O que a Europa compreendeu há bastante tempo - a vital necessidade de agir em bloco para se fortalecer e, desse modo, auferir resultados positivos numa economia crescentemente globalizada e cada vez mais competitiva - é a lição que precisamos aprender. Mesmo sabendo que longa é a caminhada e, para tanto, basta lembrar que a União Européia de hoje é fruto de esforços iniciados ainda na década de cinqüenta, não é possível esmorecer.

A cada dia fica mais claro que, em termos de América Latina e do Caribe, inserir-se de forma não-subalterna na economia global pressupõe, antes de tudo, a consolidação e a expansão de uma experiência como a do Mercosul. Oxalá possamos ir além, constituindo em breve espaço de tempo aquilo que os especialistas em relações internacionais chamam de “sistema” sul-americano. É pela via do fortalecimento desse tipo de bloco, além do óbvio desenvolvimento interno de cada país da região, que haveremos de reduzir nosso déficit de competitividade em relação às economias integrantes do Nafta, especialmente os Estados Unidos.
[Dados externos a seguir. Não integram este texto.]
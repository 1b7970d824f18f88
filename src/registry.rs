use crate::error::SchemaError;
use crate::ids::ClassId;
use crate::operation::{OperationStore, Parameter, Response};
use crate::schema::generics::usable_binding_levels;
use crate::schema::node::Schema;
use crate::schema::properties::effective_properties;
use crate::schema::serialize::SchemaCompiler;
use crate::spec::build::compile_spec;
use crate::spec::paths::expand_optional_segments;
use crate::spec::SpecOptions;
use crate::store::MetadataStore;
use dashmap::DashMap;
use http::Method;
use serde_json::Value;
use std::collections::HashMap;
use std::sync::atomic::{AtomicU64, Ordering};

/// Class-level metadata keys used in the [`MetadataStore`].
pub(crate) const META_CONSUMES: &str = "operation:consumes";
pub(crate) const META_PRODUCES: &str = "operation:produces";

/// Descriptor for a class being defined: its model name, optional base class
/// (the explicit ancestor chain), declared generic labels, and, for
/// controllers, a base path prefixed to every operation path.
#[derive(Debug, Clone)]
pub struct ClassDef {
    name: String,
    base: Option<ClassId>,
    generics: Vec<String>,
    path: Option<String>,
}

impl ClassDef {
    pub fn new(name: &str) -> Self {
        ClassDef {
            name: name.to_string(),
            base: None,
            generics: Vec::new(),
            path: None,
        }
    }

    pub fn extends(mut self, base: ClassId) -> Self {
        self.base = Some(base);
        self
    }

    /// Declare generic labels, e.g. `.generics(["T"])`, to be bound at usage
    /// sites.
    pub fn generics<I, S>(mut self, labels: I) -> Self
    where
        I: IntoIterator<Item = S>,
        S: Into<String>,
    {
        self.generics = labels.into_iter().map(Into::into).collect();
        self
    }

    /// Controller base path, prepended to every operation path of the class.
    pub fn path(mut self, path: &str) -> Self {
        self.path = Some(path.to_string());
        self
    }
}

/// Resolved metadata for a defined class.
#[derive(Debug, Clone)]
pub struct ClassMeta {
    pub name: String,
    pub base: Option<ClassId>,
    pub generics: Vec<String>,
    pub path: Option<String>,
}

/// Process-wide metadata registry and spec compiler front door.
///
/// All registration ("decorator") calls write into one registry; compilation
/// reads from it. Registration takes `&mut self`; compilation takes `&self`
/// and is safe to call concurrently for different classes: the spec cache is
/// a concurrent map and the compile counter is atomic. Compilation is
/// deterministic, so a racing double-compute of the same key is wasteful but
/// not incorrect.
#[derive(Debug, Default)]
pub struct SchemaRegistry {
    classes: Vec<ClassMeta>,
    props: HashMap<ClassId, Vec<(String, Schema)>>,
    ops: HashMap<ClassId, Vec<OperationStore>>,
    metadata: MetadataStore,
    spec_cache: DashMap<(ClassId, String), Value>,
    compilations: AtomicU64,
}

impl SchemaRegistry {
    pub fn new() -> Self {
        Self::default()
    }

    /// Define a class and return its handle. Names are not deduplicated; two
    /// classes sharing a name will collide in `definitions`; avoiding that
    /// is the caller's responsibility.
    pub fn define_class(&mut self, def: ClassDef) -> ClassId {
        let id = ClassId(self.classes.len() as u32);
        self.classes.push(ClassMeta {
            name: def.name,
            base: def.base,
            generics: def.generics,
            path: def.path,
        });
        id
    }

    pub fn class(&self, id: ClassId) -> Result<&ClassMeta, SchemaError> {
        self.classes
            .get(id.index())
            .ok_or(SchemaError::ClassNotFound(id))
    }

    fn class_name(&self, id: ClassId) -> String {
        self.class(id)
            .map(|m| m.name.clone())
            .unwrap_or_else(|_| id.to_string())
    }

    /// Ancestor chain including `id` itself, ordered most-base first, so a
    /// walk lets derived declarations override base ones.
    pub(crate) fn ancestors_base_first(&self, id: ClassId) -> Vec<ClassId> {
        let mut chain = vec![id];
        let mut current = id;
        while let Some(base) = self.class(current).ok().and_then(|m| m.base) {
            chain.push(base);
            current = base;
        }
        chain.reverse();
        chain
    }

    /// Properties declared directly on `class`, in declaration order.
    pub fn own_properties(&self, class: ClassId) -> &[(String, Schema)] {
        self.props.get(&class).map(Vec::as_slice).unwrap_or(&[])
    }

    /// Effective properties for `class`: ancestors merged most-base first,
    /// ignored entries excluded unless `with_ignored` is set. A key ignored
    /// anywhere in the chain stays excluded for derived classes.
    pub fn properties(&self, class: ClassId, with_ignored: bool) -> Vec<(String, Schema)> {
        effective_properties(self, class, with_ignored)
    }

    /// Attach (or replace) the schema node for one member. Each
    /// `(class, member)` pair maps to exactly one node; re-registration
    /// mutates, never duplicates.
    pub fn attach_schema(
        &mut self,
        class: ClassId,
        member: &str,
        schema: Schema,
    ) -> Result<(), SchemaError> {
        self.class(class)?;
        if self.operation(class, member).is_some() {
            return Err(SchemaError::Misuse {
                decorator: "Property",
                kind: "method",
                class: self.class_name(class),
                member: member.to_string(),
            });
        }
        let props = self.props.entry(class).or_default();
        match props.iter_mut().find(|(k, _)| k == member) {
            Some(slot) => slot.1 = schema,
            None => props.push((member.to_string(), schema)),
        }
        Ok(())
    }

    fn is_property(&self, class: ClassId, member: &str) -> bool {
        self.own_properties(class).iter().any(|(k, _)| k == member)
    }

    pub(crate) fn operation(&self, class: ClassId, member: &str) -> Option<&OperationStore> {
        self.ops
            .get(&class)
            .and_then(|ops| ops.iter().find(|op| op.method_key == member))
    }

    /// All operation stores declared on `class`, in declaration order.
    pub fn operations(&self, class: ClassId) -> &[OperationStore] {
        self.ops.get(&class).map(Vec::as_slice).unwrap_or(&[])
    }

    fn operation_mut(
        &mut self,
        class: ClassId,
        member: &str,
        decorator: &'static str,
    ) -> Result<&mut OperationStore, SchemaError> {
        self.class(class)?;
        if self.is_property(class, member) {
            return Err(SchemaError::Misuse {
                decorator,
                kind: "property",
                class: self.class_name(class),
                member: member.to_string(),
            });
        }
        let ops = self.ops.entry(class).or_default();
        if !ops.iter().any(|op| op.method_key == member) {
            ops.push(OperationStore::new(member));
        }
        // Lookup again to satisfy the borrow checker; the store now exists.
        let idx = ops
            .iter()
            .position(|op| op.method_key == member)
            .unwrap_or_default();
        Ok(&mut ops[idx])
    }

    /// Mount a method at `(http_method, path)`. A path with an optional
    /// parameter (`/:id?`) expands into one operation path per variant, so a
    /// single registration can yield several entries in the compiled
    /// document.
    pub fn attach_operation(
        &mut self,
        class: ClassId,
        member: &str,
        http_method: Method,
        path: &str,
    ) -> Result<(), SchemaError> {
        let variants = expand_optional_segments(path);
        let op = self.operation_mut(class, member, "OperationPath")?;
        for variant in variants {
            let entry = (http_method.clone(), variant);
            if !op.operation_paths.contains(&entry) {
                op.operation_paths.push(entry);
            }
        }
        Ok(())
    }

    /// Attach the next operation parameter. Binding validation (`GenericOf`
    /// on a primitive, `Nested` without a model to attach to) fails here,
    /// at registration time.
    pub fn attach_parameter(
        &mut self,
        class: ClassId,
        member: &str,
        parameter: Parameter,
    ) -> Result<(), SchemaError> {
        let op = self.operation_mut(class, member, "In")?;
        let index = op.parameters.len();
        let node = parameter.into_node(index)?;
        let bindings = node.bindings.clone();
        let model = match &node.schema.ty {
            crate::schema::node::TypeRef::Model(model) => Some(*model),
            _ => None,
        };
        op.parameters.push(node);

        if let Some(model) = model {
            let usable = usable_binding_levels(self, model, &bindings);
            if usable < bindings.len() {
                tracing::warn!(
                    class = %self.class_name(class),
                    member,
                    index,
                    "unused generic binding level(s) on parameter; they will be ignored"
                );
            }
        }
        Ok(())
    }

    /// Attach (or replace) the response declared for a status code.
    pub fn attach_response(
        &mut self,
        class: ClassId,
        member: &str,
        response: Response,
    ) -> Result<(), SchemaError> {
        let base = response.base;
        let (status, node) = response.into_node()?;
        let bindings = node.bindings.clone();
        let op = self.operation_mut(class, member, "Returns")?;
        op.responses.insert(status, node);

        if let crate::operation::BaseType::Model(model) = base {
            let usable = usable_binding_levels(self, model, &bindings);
            if usable < bindings.len() {
                tracing::warn!(
                    class = %self.class_name(class),
                    member,
                    status,
                    "unused generic binding level(s) on response; they will be ignored"
                );
            }
        }
        Ok(())
    }

    /// Declare a consumed media type, on one method or, with `member` absent,
    /// on the class, applying to all of its operations.
    pub fn attach_consumes(
        &mut self,
        class: ClassId,
        member: Option<&str>,
        media_type: &str,
    ) -> Result<(), SchemaError> {
        match member {
            Some(member) => {
                let op = self.operation_mut(class, member, "Consumes")?;
                op.consumes.push(media_type.to_string());
            }
            None => {
                self.class(class)?;
                self.metadata.push(class, META_CONSUMES, Value::from(media_type));
            }
        }
        Ok(())
    }

    /// Declare a produced media type, on one method or the whole class.
    pub fn attach_produces(
        &mut self,
        class: ClassId,
        member: Option<&str>,
        media_type: &str,
    ) -> Result<(), SchemaError> {
        match member {
            Some(member) => {
                let op = self.operation_mut(class, member, "Produces")?;
                op.produces.push(media_type.to_string());
            }
            None => {
                self.class(class)?;
                self.metadata.push(class, META_PRODUCES, Value::from(media_type));
            }
        }
        Ok(())
    }

    pub(crate) fn class_media_types(&self, class: ClassId, key: &str) -> Vec<String> {
        self.metadata
            .get(class, key)
            .and_then(Value::as_array)
            .map(|items| {
                items
                    .iter()
                    .filter_map(Value::as_str)
                    .map(str::to_string)
                    .collect()
            })
            .unwrap_or_default()
    }

    pub fn metadata(&self) -> &MetadataStore {
        &self.metadata
    }

    pub fn metadata_mut(&mut self) -> &mut MetadataStore {
        &mut self.metadata
    }

    /// Compile (or fetch from cache) the spec document for `class`.
    ///
    /// Memoized by `(class, options)` using a stable serialization of the
    /// options as the cache key: repeated calls with equivalent options
    /// return the cached document without recomputing.
    pub fn get_spec(&self, class: ClassId, options: &SpecOptions) -> Result<Value, SchemaError> {
        self.class(class)?;
        let key = (class, options.cache_key());

        if let Some(doc) = self.spec_cache.get(&key) {
            tracing::debug!(class = %self.class_name(class), "spec cache hit");
            return Ok(doc.value().clone());
        }

        tracing::debug!(class = %self.class_name(class), spec = ?options.spec, "compiling spec");
        let doc = compile_spec(self, class, options)?;
        self.compilations.fetch_add(1, Ordering::Relaxed);
        let entry = self.spec_cache.entry(key).or_insert(doc);
        Ok(entry.value().clone())
    }

    /// Serialize the class's schema without a spec context: nested models are
    /// inlined and unresolved generic slots render as `{"$ref": "<label>"}`.
    pub fn get_json_schema(&self, class: ClassId) -> Result<Value, SchemaError> {
        let mut compiler = SchemaCompiler::new(self, None);
        compiler.class_schema(class, &crate::schema::generics::BindingFrame::empty())
    }

    /// Number of spec compilations actually performed (cache misses).
    pub fn compilations(&self) -> u64 {
        self.compilations.load(Ordering::Relaxed)
    }

    /// Drop every class, property, operation and cached document. Intended
    /// for test isolation; outstanding [`ClassId`]s become invalid.
    pub fn clear(&mut self) {
        self.classes.clear();
        self.props.clear();
        self.ops.clear();
        self.metadata.clear();
        self.spec_cache.clear();
        self.compilations.store(0, Ordering::Relaxed);
    }
}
Sr. Presidente, Srªs e Srs. Senadores, esse não é, e não pode ser, um debate que se subordine à prisão ideológica. É uma questão política, sim, e dessa forma deverá ser tratada. Imagino o Senado da República assumindo o papel que lhe cabe, o de foro privilegiado da discussão dos grandes temas que afetam a nacionalidade, trazendo o tema ao debate, quer em plenário, quer em Comissões, quer promovendo sua discussão em Audiências Públicas. O importante é que o Executivo não esteja isolado em assunto de tamanha magnitude. Cumpre ao Congresso Nacional a indeclinável tarefa de oferecer sua contribuição, inclusive abrindo à sociedade - empresários, políticos, acadêmicos, interessados em geral - a possibilidade de participar ativamente do processo.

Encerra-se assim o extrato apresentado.